START SUPPLIED RECORDS
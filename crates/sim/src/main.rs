use anyhow::Context;
use dotenvy::dotenv;
use iotdash_sim::{router, sensor_loop, DeviceSim, SimConfig};
use tokio::signal;
use tracing::info;
use tracing_subscriber::EnvFilter;

#[tokio::main]
async fn main() -> anyhow::Result<()> {
    dotenv().ok();
    init_tracing()?;

    let cfg = SimConfig::from_env();
    let sim = DeviceSim::new().context("failed to register metrics")?;

    tokio::spawn(sensor_loop(sim.clone(), cfg.sensor_interval, cfg.sensor_period));

    let listener = tokio::net::TcpListener::bind(&cfg.addr)
        .await
        .with_context(|| format!("failed to bind {}", cfg.addr))?;
    info!(addr = %cfg.addr, "Simulated device listening");

    axum::serve(listener, router(sim))
        .with_graceful_shutdown(shutdown_signal())
        .await
        .context("server error")?;
    Ok(())
}

fn init_tracing() -> anyhow::Result<()> {
    let filter = EnvFilter::try_from_default_env()
        .or_else(|_| EnvFilter::try_new("info,axum=info,hyper=info"))?;
    tracing_subscriber::fmt()
        .with_env_filter(filter)
        .with_target(false)
        .compact()
        .init();
    Ok(())
}

async fn shutdown_signal() {
    let ctrl_c = async {
        if let Err(e) = signal::ctrl_c().await {
            tracing::warn!(?e, "failed to listen for Ctrl+C");
            std::future::pending::<()>().await;
        }
    };

    #[cfg(unix)]
    let terminate = async {
        use tokio::signal::unix::{signal, SignalKind};
        match signal(SignalKind::terminate()) {
            Ok(mut term) => {
                term.recv().await;
            }
            Err(e) => {
                tracing::warn!(?e, "failed to install SIGTERM handler");
                std::future::pending::<()>().await;
            }
        }
    };

    #[cfg(not(unix))]
    let terminate = std::future::pending::<()>();

    tokio::select! {
        _ = ctrl_c => {},
        _ = terminate => {},
    }
}
use futures_util::{SinkExt, StreamExt};
use iotdash_core::{ConnectionState, DeviceState, OutboundCommand, Paint, PanelView};
use tokio::net::TcpStream;
use tokio::sync::{broadcast, mpsc};
use tokio::task::{JoinError, JoinHandle};
use tokio::time::{sleep_until, Instant};
use tokio_tungstenite::tungstenite::{self, Message};
use tokio_tungstenite::{connect_async, MaybeTlsStream, WebSocketStream};
use tracing::{debug, error, info, warn};

use crate::config::LinkConfig;
use crate::emitter::{BrightnessEmitter, ToggleEmitter};
use crate::error::LinkError;

type Socket = WebSocketStream<MaybeTlsStream<TcpStream>>;
type ConnectResult = Result<Socket, tungstenite::Error>;

#[derive(Debug, Clone)]
pub enum SessionEvent {
    Connection(ConnectionState),
    Paint(Paint),
}

/// User interaction coming from the presentation layer.
#[derive(Debug, Clone, Copy, PartialEq, Eq)]
pub enum UiEvent {
    Led1Changed(bool),
    BrightnessInput(u8),
}

pub struct Session {
    config: LinkConfig,
    endpoint: String,
    connection: ConnectionState,
    device: DeviceState,
    panel: PanelView,
    socket: Option<Socket>,
    connecting: Option<JoinHandle<ConnectResult>>,
    retry_at: Option<Instant>,
    failed_attempts: u32,
    outbound_rx: mpsc::UnboundedReceiver<OutboundCommand>,
    toggle: ToggleEmitter,
    brightness: BrightnessEmitter,
    events_tx: broadcast::Sender<SessionEvent>,
}

impl Session {
    pub fn new(config: LinkConfig) -> Self {
        let endpoint = config.endpoint();
        let (outbound_tx, outbound_rx) = mpsc::unbounded_channel();
        let (events_tx, _) = broadcast::channel(256);
        Self {
            toggle: ToggleEmitter::new(outbound_tx.clone()),
            brightness: BrightnessEmitter::new(outbound_tx, config.debounce),
            config,
            endpoint,
            connection: ConnectionState::Connecting,
            device: DeviceState::default(),
            panel: PanelView::default(),
            socket: None,
            connecting: None,
            retry_at: None,
            failed_attempts: 0,
            outbound_rx,
            events_tx,
        }
    }

    pub fn endpoint(&self) -> &str {
        &self.endpoint
    }

    pub fn connection(&self) -> ConnectionState {
        self.connection
    }

    pub fn device(&self) -> &DeviceState {
        &self.device
    }

    pub fn panel(&self) -> &PanelView {
        &self.panel
    }

    pub fn events(&self) -> broadcast::Receiver<SessionEvent> {
        self.events_tx.subscribe()
    }

    /// Connect and request a full snapshot with `hello`.
    pub async fn open(&mut self) -> Result<(), LinkError> {
        self.set_connection(ConnectionState::Connecting);
        info!(endpoint = %self.endpoint, "Connecting to device");
        let result = connect_async(self.endpoint.as_str()).await.map(|(socket, _)| socket);
        self.finish_connect(result).await
    }

    pub async fn send(&mut self, command: &OutboundCommand) -> Result<(), LinkError> {
        let socket = match (self.connection, self.socket.as_mut()) {
            (ConnectionState::Open, Some(socket)) => socket,
            _ => return Err(LinkError::NotOpen),
        };
        let frame = command.to_frame()?;
        debug!(%frame, "Sending command");
        socket
            .send(Message::Text(frame))
            .await
            .map_err(|source| LinkError::Send { source })
    }

    /// Apply one inbound text frame. Malformed frames are logged and dropped;
    /// returns whether the frame was accepted.
    pub fn on_message(&mut self, raw: &str) -> bool {
        match self.device.apply_frame(raw) {
            Ok(paints) => {
                for paint in paints {
                    self.repaint(paint);
                }
                true
            }
            Err(e) => {
                warn!(error = %e, "Dropping malformed device frame");
                false
            }
        }
    }

    /// Optimistic local update plus the matching outbound command. The device
    /// mirror is left alone until the device reports back.
    pub fn handle_ui(&mut self, event: UiEvent) {
        let paint = match event {
            UiEvent::Led1Changed(checked) => {
                self.toggle.changed(checked);
                Paint::Led1(checked)
            }
            UiEvent::BrightnessInput(value) => Paint::Brightness(self.brightness.input(value)),
        };
        self.repaint(paint);
    }

    pub async fn close(&mut self) {
        if let Some(handle) = self.connecting.take() {
            handle.abort();
        }
        self.retry_at = None;
        if let Some(mut socket) = self.socket.take() {
            if let Err(e) = socket.close(None).await {
                debug!(error = %e, "Close handshake failed");
            }
        }
        self.set_connection(ConnectionState::Closed);
    }

    /// Drive the session until the UI side hangs up. Inbound frames, UI
    /// events, debounced commands and reconnects all run on this one task.
    pub async fn run(mut self, mut ui: mpsc::Receiver<UiEvent>) {
        if self.connection != ConnectionState::Open && self.connecting.is_none() {
            self.begin_connect();
        }

        loop {
            let retry_at = self.retry_at;
            tokio::select! {
                frame = next_frame(&mut self.socket) => self.on_frame(frame),
                joined = pending_connect(&mut self.connecting) => {
                    self.connecting = None;
                    let result = joined.map_err(LinkError::from);
                    let outcome = match result {
                        Ok(connected) => self.finish_connect(connected).await,
                        Err(e) => {
                            self.set_connection(ConnectionState::Closed);
                            Err(e)
                        }
                    };
                    if let Err(e) = outcome {
                        warn!(error = %e, "Device connect failed");
                        self.drop_link();
                    }
                }
                _ = sleep_until(retry_at.unwrap_or_else(Instant::now)), if retry_at.is_some() => {
                    self.retry_at = None;
                    self.begin_connect();
                }
                Some(command) = self.outbound_rx.recv() => {
                    match self.send(&command).await {
                        Ok(()) => {}
                        Err(LinkError::NotOpen) => {
                            debug!(?command, "Link not open; dropping command");
                        }
                        Err(e @ LinkError::Send { .. }) => {
                            warn!(error = %e, "Send failed; treating link as dropped");
                            self.drop_link();
                        }
                        Err(e) => warn!(error = %e, "Failed to send command"),
                    }
                }
                event = ui.recv() => match event {
                    Some(event) => self.handle_ui(event),
                    None => {
                        info!("UI closed; shutting down device link");
                        self.close().await;
                        return;
                    }
                },
            }
        }
    }

    fn begin_connect(&mut self) {
        self.set_connection(ConnectionState::Connecting);
        info!(endpoint = %self.endpoint, "Connecting to device");
        let endpoint = self.endpoint.clone();
        self.connecting = Some(tokio::spawn(async move {
            connect_async(endpoint.as_str()).await.map(|(socket, _)| socket)
        }));
    }

    async fn finish_connect(&mut self, result: ConnectResult) -> Result<(), LinkError> {
        match result {
            Ok(socket) => {
                self.socket = Some(socket);
                self.failed_attempts = 0;
                self.retry_at = None;
                self.set_connection(ConnectionState::Open);
                info!(endpoint = %self.endpoint, "Device link open");
                if let Err(e) = self.send(&OutboundCommand::Hello).await {
                    self.socket = None;
                    self.set_connection(ConnectionState::Closed);
                    return Err(e);
                }
                Ok(())
            }
            Err(source) => {
                self.set_connection(ConnectionState::Closed);
                Err(LinkError::Connect { endpoint: self.endpoint.clone(), source })
            }
        }
    }

    fn on_frame(&mut self, frame: Option<Result<Message, tungstenite::Error>>) {
        match frame {
            Some(Ok(Message::Text(text))) => {
                self.on_message(&text);
            }
            Some(Ok(Message::Close(reason))) => {
                info!(?reason, "Device closed the link");
                self.drop_link();
            }
            Some(Ok(other)) => debug!(?other, "Ignoring non-text frame"),
            Some(Err(e)) => {
                warn!(error = %e, "Device link error");
                self.drop_link();
            }
            None => {
                info!("Device link stream ended");
                self.drop_link();
            }
        }
    }

    fn drop_link(&mut self) {
        self.socket = None;
        self.set_connection(ConnectionState::Closed);
        self.schedule_retry();
    }

    fn schedule_retry(&mut self) {
        let policy = &self.config.reconnect;
        if self.failed_attempts >= policy.max_attempts {
            if policy.max_attempts == 0 {
                info!("Reconnect disabled; device link stays closed");
            } else {
                error!(attempts = self.failed_attempts, "Giving up on device link");
            }
            self.retry_at = None;
            return;
        }
        let delay = policy.backoff(self.failed_attempts);
        self.failed_attempts += 1;
        info!(attempt = self.failed_attempts, ?delay, "Scheduling reconnect");
        self.retry_at = Some(Instant::now() + delay);
    }

    fn set_connection(&mut self, state: ConnectionState) {
        if self.connection != state {
            self.connection = state;
            let _ = self.events_tx.send(SessionEvent::Connection(state));
        }
    }

    fn repaint(&mut self, paint: Paint) {
        self.panel.paint(&paint);
        let _ = self.events_tx.send(SessionEvent::Paint(paint));
    }
}

async fn next_frame(socket: &mut Option<Socket>) -> Option<Result<Message, tungstenite::Error>> {
    match socket.as_mut() {
        Some(socket) => socket.next().await,
        None => std::future::pending().await,
    }
}

async fn pending_connect(handle: &mut Option<JoinHandle<ConnectResult>>) -> Result<ConnectResult, JoinError> {
    match handle.as_mut() {
        Some(handle) => handle.await,
        None => std::future::pending().await,
    }
}

#[cfg(test)]
mod tests {
    use super::*;
    use iotdash_core::{render_gauge, SliderView};
    use tokio::sync::mpsc::error::TryRecvError;

    fn session() -> Session {
        Session::new(LinkConfig {
            page_host: "192.168.4.1:80".into(),
            ..LinkConfig::default()
        })
    }

    #[test]
    fn endpoint_is_derived_from_page_host() {
        let s = session();
        assert_eq!(s.endpoint(), "ws://192.168.4.1:81/");
        assert_eq!(s.connection(), ConnectionState::Connecting);
    }

    #[test]
    fn malformed_frame_changes_nothing() {
        let mut s = session();
        let mut events = s.events();
        assert!(!s.on_message("not json"));
        assert!(!s.on_message(r#""just a string""#));
        assert_eq!(s.device(), &DeviceState::default());
        assert_eq!(s.panel(), &PanelView::default());
        assert!(events.try_recv().is_err());
    }

    #[test]
    fn inbound_frame_repaints_without_echo() {
        let mut s = session();
        let mut events = s.events();
        assert!(s.on_message(r#"{"led1":false,"brightness":80,"potPct":42.4}"#));

        assert_eq!(s.device().led1, Some(false));
        assert!(!s.panel().led1);
        assert_eq!(s.panel().slider, SliderView { value: 80 });
        assert_eq!(s.panel().gauge, render_gauge(42.4));

        let mut painted = 0;
        while let Ok(event) = events.try_recv() {
            assert!(matches!(event, SessionEvent::Paint(_)));
            painted += 1;
        }
        assert_eq!(painted, 3);
        assert!(matches!(s.outbound_rx.try_recv(), Err(TryRecvError::Empty)));
    }

    #[tokio::test]
    async fn ui_changes_are_optimistic_only() {
        let mut s = session();
        s.on_message(r#"{"led1":true,"brightness":10}"#);

        s.handle_ui(UiEvent::Led1Changed(false));
        s.handle_ui(UiEvent::BrightnessInput(70));

        assert!(!s.panel().led1);
        assert_eq!(s.panel().slider.value, 70);
        assert_eq!(s.device().led1, Some(true));
        assert_eq!(s.device().brightness, Some(10.0));
        assert_eq!(s.outbound_rx.try_recv(), Ok(OutboundCommand::SetLed1 { value: false }));
    }

    #[tokio::test]
    async fn send_requires_open_link() {
        let mut s = session();
        let err = s.send(&OutboundCommand::Hello).await;
        assert!(matches!(err, Err(LinkError::NotOpen)));
    }

    #[tokio::test]
    async fn open_failure_leaves_session_closed() -> Result<(), Box<dyn std::error::Error>> {
        let port = {
            let listener = std::net::TcpListener::bind("127.0.0.1:0")?;
            listener.local_addr()?.port()
        };
        let mut s = Session::new(LinkConfig {
            page_host: "127.0.0.1".into(),
            control_port: port,
            ..LinkConfig::default()
        });
        let result = s.open().await;
        assert!(matches!(result, Err(LinkError::Connect { .. })));
        assert_eq!(s.connection(), ConnectionState::Closed);
        Ok(())
    }

    #[tokio::test]
    async fn failed_hello_leaves_session_closed() -> Result<(), Box<dyn std::error::Error>> {
        let listener = tokio::net::TcpListener::bind("127.0.0.1:0").await?;
        let port = listener.local_addr()?.port();
        let app = iotdash_sim::router(iotdash_sim::DeviceSim::new()?);
        tokio::spawn(async move {
            let _ = axum::serve(listener, app).await;
        });

        let mut s = Session::new(LinkConfig {
            page_host: "127.0.0.1".into(),
            control_port: port,
            ..LinkConfig::default()
        });
        let (mut socket, _) = connect_async(s.endpoint()).await?;
        // a socket that has started closing refuses further writes
        socket.close(None).await?;

        let result = s.finish_connect(Ok(socket)).await;
        assert!(matches!(result, Err(LinkError::Send { .. })));
        assert_eq!(s.connection(), ConnectionState::Closed);
        assert!(s.socket.is_none());
        assert!(matches!(s.send(&OutboundCommand::Hello).await, Err(LinkError::NotOpen)));
        Ok(())
    }

    #[test]
    fn retries_are_bounded() {
        let mut s = session();
        for _ in 0..5 {
            s.schedule_retry();
            assert!(s.retry_at.is_some());
        }
        s.schedule_retry();
        assert!(s.retry_at.is_none());
    }

    #[test]
    fn disabled_reconnect_never_schedules() {
        let mut s = Session::new(LinkConfig {
            reconnect: crate::ReconnectPolicy::disabled(),
            ..LinkConfig::default()
        });
        s.drop_link();
        assert_eq!(s.connection(), ConnectionState::Closed);
        assert!(s.retry_at.is_none());
    }
}
use axum::extract::ws::{Message, WebSocket, WebSocketUpgrade};
use axum::extract::State;
use axum::http::StatusCode;
use axum::response::{IntoResponse, Response};
use axum::routing::get;
use axum::Router;
use iotdash_core::OutboundCommand;
use prometheus::{Encoder, TextEncoder};
use tokio::select;
use tokio::sync::broadcast::error::RecvError;
use tracing::{debug, info, warn};

use crate::device::{DeviceFrame, DeviceSim};

pub fn router(sim: DeviceSim) -> Router {
    Router::new()
        .route("/", get(ws_control))
        .route("/healthz", get(healthz))
        .route("/metrics", get(metrics_handler))
        .with_state(sim)
}

async fn healthz() -> &'static str { "ok" }

async fn metrics_handler(State(sim): State<DeviceSim>) -> Response {
    let encoder = TextEncoder::new();
    let mut buf = Vec::new();
    if let Err(e) = encoder.encode(&sim.metrics().registry.gather(), &mut buf) {
        warn!(?e, "Failed to encode metrics");
        return StatusCode::INTERNAL_SERVER_ERROR.into_response();
    }
    ([(axum::http::header::CONTENT_TYPE, encoder.format_type().to_string())], buf).into_response()
}

async fn ws_control(State(sim): State<DeviceSim>, ws: WebSocketUpgrade) -> impl IntoResponse {
    ws.on_upgrade(move |socket| control_ws_loop(sim, socket))
}

async fn send_frame(socket: &mut WebSocket, frame: &DeviceFrame) -> bool {
    match frame.encode() {
        Ok(text) => socket.send(Message::Text(text)).await.is_ok(),
        Err(e) => {
            warn!(?e, "Failed to encode device frame");
            true
        }
    }
}

async fn control_ws_loop(sim: DeviceSim, mut socket: WebSocket) {
    sim.metrics().clients.inc();
    info!("Control client connected");

    let mut updates = sim.updates();

    loop {
        select! {
            ws_msg = socket.recv() => {
                match ws_msg {
                    Some(Ok(Message::Text(text))) => {
                        let command = match serde_json::from_str::<OutboundCommand>(&text) {
                            Ok(command) => command,
                            Err(e) => {
                                warn!(?e, %text, "Ignoring malformed control frame");
                                continue;
                            }
                        };
                        if command == OutboundCommand::Hello {
                            sim.apply(command).await;
                            let snapshot = sim.snapshot().await.to_frame();
                            if !send_frame(&mut socket, &snapshot).await {
                                break;
                            }
                        } else {
                            // The resulting update reaches this client through the broadcast.
                            sim.apply(command).await;
                        }
                    }
                    Some(Ok(Message::Close(_))) | None => {
                        info!("Control client disconnected");
                        break;
                    }
                    Some(Err(e)) => {
                        warn!(?e, "Control socket read error");
                        break;
                    }
                    _ => {}
                }
            }
            update = updates.recv() => {
                match update {
                    Ok(frame) => {
                        if !send_frame(&mut socket, &frame).await {
                            info!("Control client went away during send");
                            break;
                        }
                    }
                    Err(RecvError::Lagged(skipped)) => {
                        debug!(skipped, "Control client lagging behind updates");
                    }
                    Err(RecvError::Closed) => break,
                }
            }
        }
    }

    let _ = socket.close().await;
    sim.metrics().clients.dec();
}
//! Pure view computations for the dashboard widgets.
//!
//! Nothing in here touches a drawing surface: inputs are raw values from the
//! device mirror or from user input, outputs are the visual parameters a
//! presentation layer needs.

use std::f64::consts::PI;

/// Radius of the gauge's half-circle path in its 100x60 viewport.
pub const GAUGE_RADIUS: f64 = 40.0;

/// Stroke length of the full gauge arc. Fixed for the drawn geometry.
pub const GAUGE_ARC_LEN: f64 = PI * GAUGE_RADIUS;

pub fn clamp_pct(value: f64) -> f64 {
    if value.is_nan() {
        return 0.0;
    }
    value.clamp(0.0, 100.0)
}

#[derive(Debug, Clone, PartialEq)]
pub struct GaugeView {
    /// Filled dash length along the arc.
    pub fill: f64,
    /// Total dash pattern length (always [`GAUGE_ARC_LEN`]).
    pub total: f64,
    pub label: String,
}

impl GaugeView {
    pub fn ratio(&self) -> f64 {
        self.fill / self.total
    }
}

impl Default for GaugeView {
    fn default() -> Self {
        render_gauge(0.0)
    }
}

/// Map a percentage onto the gauge arc. Out-of-range input is clamped.
pub fn render_gauge(percent: f64) -> GaugeView {
    let clamped = clamp_pct(percent);
    GaugeView {
        fill: clamped / 100.0 * GAUGE_ARC_LEN,
        total: GAUGE_ARC_LEN,
        label: format!("{}%", clamped.round() as u8),
    }
}

/// Slider position before any state has arrived, and the fallback for input
/// the slider cannot read.
pub const SLIDER_DEFAULT: u8 = 50;

#[derive(Debug, Clone, Copy, PartialEq, Eq)]
pub struct SliderView {
    pub value: u8,
}

impl SliderView {
    /// Snap an arbitrary value onto the 0..=100 integer slider.
    pub fn from_value(value: f64) -> Self {
        Self { value: clamp_pct(value).round() as u8 }
    }

    pub fn label(&self) -> String {
        format!("{}%", self.value)
    }
}

impl Default for SliderView {
    fn default() -> Self {
        Self { value: SLIDER_DEFAULT }
    }
}

/// A single widget update produced by the reconciler or by user input.
#[derive(Debug, Clone, PartialEq)]
pub enum Paint {
    Led1(bool),
    Brightness(SliderView),
    Gauge(GaugeView),
}

/// Local UI state as currently shown. User input changes it optimistically,
/// inbound device state overwrites it.
#[derive(Debug, Clone, PartialEq)]
pub struct PanelView {
    pub led1: bool,
    pub slider: SliderView,
    pub gauge: GaugeView,
}

impl Default for PanelView {
    fn default() -> Self {
        Self {
            led1: true,
            slider: SliderView::default(),
            gauge: GaugeView::default(),
        }
    }
}

impl PanelView {
    pub fn paint(&mut self, paint: &Paint) {
        match paint {
            Paint::Led1(on) => self.led1 = *on,
            Paint::Brightness(view) => self.slider = *view,
            Paint::Gauge(view) => self.gauge = view.clone(),
        }
    }
}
END SUPPLIED RECORDS
* [TASK INSTRUCTIONS] Repeat, character for character, the lines of the material above from the line with "pub fn handle_ui(&mut" through the line with "if let Err(e) = outcome".

* [EXERCISE RESPONSE]
    pub fn handle_ui(&mut self, event: UiEvent) {
        let paint = match event {
            UiEvent::Led1Changed(checked) => {
                self.toggle.changed(checked);
                Paint::Led1(checked)
            }
            UiEvent::BrightnessInput(value) => Paint::Brightness(self.brightness.input(value)),
        };
        self.repaint(paint);
    }

    pub async fn close(&mut self) {
        if let Some(handle) = self.connecting.take() {
            handle.abort();
        }
        self.retry_at = None;
        if let Some(mut socket) = self.socket.take() {
            if let Err(e) = socket.close(None).await {
                debug!(error = %e, "Close handshake failed");
            }
        }
        self.set_connection(ConnectionState::Closed);
    }

    /// Drive the session until the UI side hangs up. Inbound frames, UI
    /// events, debounced commands and reconnects all run on this one task.
    pub async fn run(mut self, mut ui: mpsc::Receiver<UiEvent>) {
        if self.connection != ConnectionState::Open && self.connecting.is_none() {
            self.begin_connect();
        }

        loop {
            let retry_at = self.retry_at;
            tokio::select! {
                frame = next_frame(&mut self.socket) => self.on_frame(frame),
                joined = pending_connect(&mut self.connecting) => {
                    self.connecting = None;
                    let result = joined.map_err(LinkError::from);
                    let outcome = match result {
                        Ok(connected) => self.finish_connect(connected).await,
                        Err(e) => {
                            self.set_connection(ConnectionState::Closed);
                            Err(e)
                        }
                    };
                    if let Err(e) = outcome {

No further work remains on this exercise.